Philosophy. Anarchist theoriesSeattle (WA, USA)

The Seattle Group is a little aggregation of old and new leftists of various generally independent tendencies, held loosely together only by personal rapport – and by the availability of a mimeograph machine. It has no organizational structure and no ideological line. Some of us think of ourselves as anarchists, some as libertarian socialists, and there are others on whom it’s impossible to pin any of the standard labels. We believe we can function together, open in our disagreements, and that the dialogue thus produced will contribute toward realizing the things that do unite us. What those are we’ll leave to the Bulletins to elucidate.
[Originally hand written. This is Bulletin #1 below.]

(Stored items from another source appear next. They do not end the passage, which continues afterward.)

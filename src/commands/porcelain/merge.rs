use crate::areas::repository::Repository;
use crate::artifacts::core::RepoError;
use crate::artifacts::merge::MergeOutcome;
use crate::artifacts::merge::resolver::ConflictResolver;
use crate::artifacts::merge::snapshot_union::SnapshotUnion;
use colored::Colorize;
use std::io::Write;

impl Repository {
    /// Merge a source branch into the current branch
    ///
    /// State machine over a single invocation:
    ///
    /// 1. resolve both branch pointers; an unknown source branch fails
    /// 2. identical pointers terminate as already up to date
    /// 3. union the two commits' file maps, routing divergent paths
    ///    through the resolver
    /// 4. write every merged path to the working directory (full overwrite,
    ///    same semantics as checkout; this loop is the only
    ///    partial-mutation window if interrupted)
    /// 5. without conflicts, fast-forward the current branch's pointer to
    ///    the source commit; with conflicts, leave the pointer unchanged
    ///    and expect the caller to stage and commit the resolution
    pub fn merge(
        &mut self,
        source_branch: &str,
        resolver: &mut dyn ConflictResolver,
    ) -> anyhow::Result<MergeOutcome> {
        self.ensure_initialized()?;

        let mut refs = self.refs().load();
        let source_id = refs
            .get(source_branch)
            .cloned()
            .ok_or_else(|| RepoError::BranchNotFound(source_branch.to_string()))?;

        let current_branch = self.refs().read_head();
        let current_id = refs.get(&current_branch).cloned();

        if current_id.as_ref() == Some(&source_id) {
            writeln!(self.writer(), "Already up to date.")?;
            return Ok(MergeOutcome::AlreadyUpToDate);
        }

        writeln!(
            self.writer(),
            "merging '{}' into '{}'",
            source_branch,
            current_branch
        )?;

        // missing commit records degrade to empty file maps
        let source_files = self
            .database()
            .load_commit(&source_id)
            .map(|commit| commit.into_files())
            .unwrap_or_default();
        let current_files = current_id
            .and_then(|id| self.database().load_commit(&id))
            .map(|commit| commit.into_files())
            .unwrap_or_default();

        let merged = SnapshotUnion::new(&current_files, &source_files).resolve_with(resolver)?;

        for path in &merged.additions {
            writeln!(
                self.writer(),
                "new file added by the merge: {}",
                path.display()
            )?;
        }
        for path in &merged.conflicts {
            writeln!(
                self.writer(),
                "{} {}",
                "conflict resolved:".yellow(),
                path.display()
            )?;
        }

        for (path, snapshot) in &merged.files {
            self.workspace().write_file(path, &snapshot.content)?;
        }

        if merged.conflicts.is_empty() {
            refs.insert(current_branch.clone(), source_id.clone());
            self.refs().save(&refs)?;

            writeln!(
                self.writer(),
                "fast-forwarded '{}' to {}",
                current_branch,
                source_id.to_short()
            )?;

            Ok(MergeOutcome::FastForwarded(source_id))
        } else {
            writeln!(
                self.writer(),
                "resolutions written to the working directory; stage and commit them to finalize the merge"
            )?;

            Ok(MergeOutcome::Conflicted {
                resolved: merged.conflicts,
            })
        }
    }
}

ANARCHO-SOCIALIST COMMITTEE : STATEMENT OF PRINCIPLES
We stand not so much opposed to other organizations of the Left as aside from them. We have joined together in a loose federation to struggle for social justice in a manner we believe to be best suited to us. This federation is leaderless in the sense that there are no leadership bodies, there are no disciplinary committees, there is no centralism of either a democratic or a monolithic variety. We are an organization of leaders in the sense that each member is expected to be a fountain-head of ideas, the inspirer of actions, the initiator of struggles.

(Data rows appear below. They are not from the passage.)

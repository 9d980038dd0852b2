use crate::artifacts::branch::INVALID_BRANCH_NAME_REGEX;
use crate::artifacts::core::RepoError;
use anyhow::Context;

/// Validated branch name
#[derive(Debug, Clone, PartialEq, Eq, Hash, Default, PartialOrd, Ord)]
pub struct BranchName(String);

impl BranchName {
    pub fn try_parse(name: String) -> anyhow::Result<Self> {
        if name.is_empty() {
            return Err(RepoError::InvalidBranchName("<empty>".to_string()).into());
        }

        let re = regex::Regex::new(INVALID_BRANCH_NAME_REGEX)
            .with_context(|| format!("invalid branch name regex: {INVALID_BRANCH_NAME_REGEX}"))?;

        if re.is_match(&name) {
            Err(RepoError::InvalidBranchName(name).into())
        } else {
            Ok(Self(name))
        }
    }
}

impl AsRef<str> for BranchName {
    fn as_ref(&self) -> &str {
        &self.0
    }
}

impl std::fmt::Display for BranchName {
    fn fmt(&self, f: &mut std::fmt::Formatter<'_>) -> std::fmt::Result {
        write!(f, "{}", self.0)
    }
}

We reject both the cumbersome, stifling organizational methods of “democratic” organizations and the stern, semi-military formations of the Leninist parties. Our emphasis is upon liberating the creative power of the individual thru his direct individual action, and his voluntary co-operation with others in small groups. Our war is not only with the formal institutions of society – the oppressions of the state, the ugly power wielded by private and corporate capital – but also with backward and anti-human attitudes. We immodestly propose, albeit in a small way, to attempt to win “the hearts and minds” of men, to win them from views and beliefs which in reality are almost as antiquated as the superstitious faiths of our savage forebears.
We are internationalists, rather than nationalists; we recognize the fundamental brotherhood of all people. We oppose all oppressions, whether that of a minority over a majority, or that of a majority over a minority. We agree with Lord Acton that all power corrupts. We take our stand against the pompous Soviet bureaucrat as well as the American capitalist, against all who harness the free spirit and turn man into a beast of labor, a victim of famine, depression, want and war. We reject racism of all varieties, whether that of an “Afrikaner”, a redneck, or one of those curious white radicals who ardently embrace black nationalism.

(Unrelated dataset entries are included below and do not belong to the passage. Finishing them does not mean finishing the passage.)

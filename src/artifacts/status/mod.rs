pub mod status_info;
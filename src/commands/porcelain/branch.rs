use crate::areas::repository::Repository;
use crate::artifacts::branch::branch_name::BranchName;
use std::io::Write;

impl Repository {
    /// Create a new branch pointing at the current branch's commit
    ///
    /// Branches start as pure aliases of their origin; no commit is
    /// created. A duplicate name or a repository without any commit yet is
    /// reported and leaves the ref table unchanged.
    pub fn create_branch(&mut self, name: &str) -> anyhow::Result<()> {
        self.ensure_initialized()?;

        let name = BranchName::try_parse(name.to_string())?;
        let mut refs = self.refs().load();

        if refs.contains_key(name.as_ref()) {
            writeln!(self.writer(), "branch '{}' already exists", name)?;
            return Ok(());
        }

        let origin_branch = self.refs().read_head();
        let Some(origin_id) = refs.get(&origin_branch).cloned() else {
            writeln!(
                self.writer(),
                "cannot create a branch: no commits yet on '{}'",
                origin_branch
            )?;
            return Ok(());
        };

        refs.insert(name.as_ref().to_string(), origin_id.clone());
        self.refs().save(&refs)?;

        writeln!(
            self.writer(),
            "branch '{}' created from {} ({})",
            name,
            origin_branch,
            origin_id.to_short()
        )?;

        Ok(())
    }

    /// List all branches, marking the current one
    pub fn list_branches(&mut self) -> anyhow::Result<()> {
        self.ensure_initialized()?;

        let refs = self.refs().load();
        let head = self.refs().read_head();

        for (branch, commit_id) in &refs {
            let marker = if *branch == head { "*" } else { " " };
            writeln!(self.writer(), " {} {} ({})", marker, branch, commit_id.to_short())?;
        }

        // the head branch exists before its first commit gives it an entry
        if !refs.contains_key(&head) {
            writeln!(self.writer(), " * {} (no commits yet)", head)?;
        }

        Ok(())
    }
}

At the same time we support all movements which lift even a part of the harness off man – the Chinese revolution in so far as it has driven famine from the land, the Cuban in that it has given status, dignity, and education to the most lowly of Cubans, etc. We align ourselves with the outcast and the disenfranchised of the world. We take as issues not alone the great primary problems – war and peace, colonialism and anti-colonialism – but also the irritating, endlessly troublesome secondary problems – the legalization of abortion, the freedom of women, the rearing of children to be whole human beings, etc. Our object is a world in which “man is no longer wolf to man”, and our method is that of a shadow war – of picket lines, sit-ins, civil disobedience, resistance to authority, a rallying of those beyond the pale of “accepted society” to resistance in all the many ways that will occur to their ingenuity.
S. I.
[Handwritten and typed on a standard upright typewriter on mimeograph stencil. Transcribed September 28, 2011 by Dotty DeCoster.]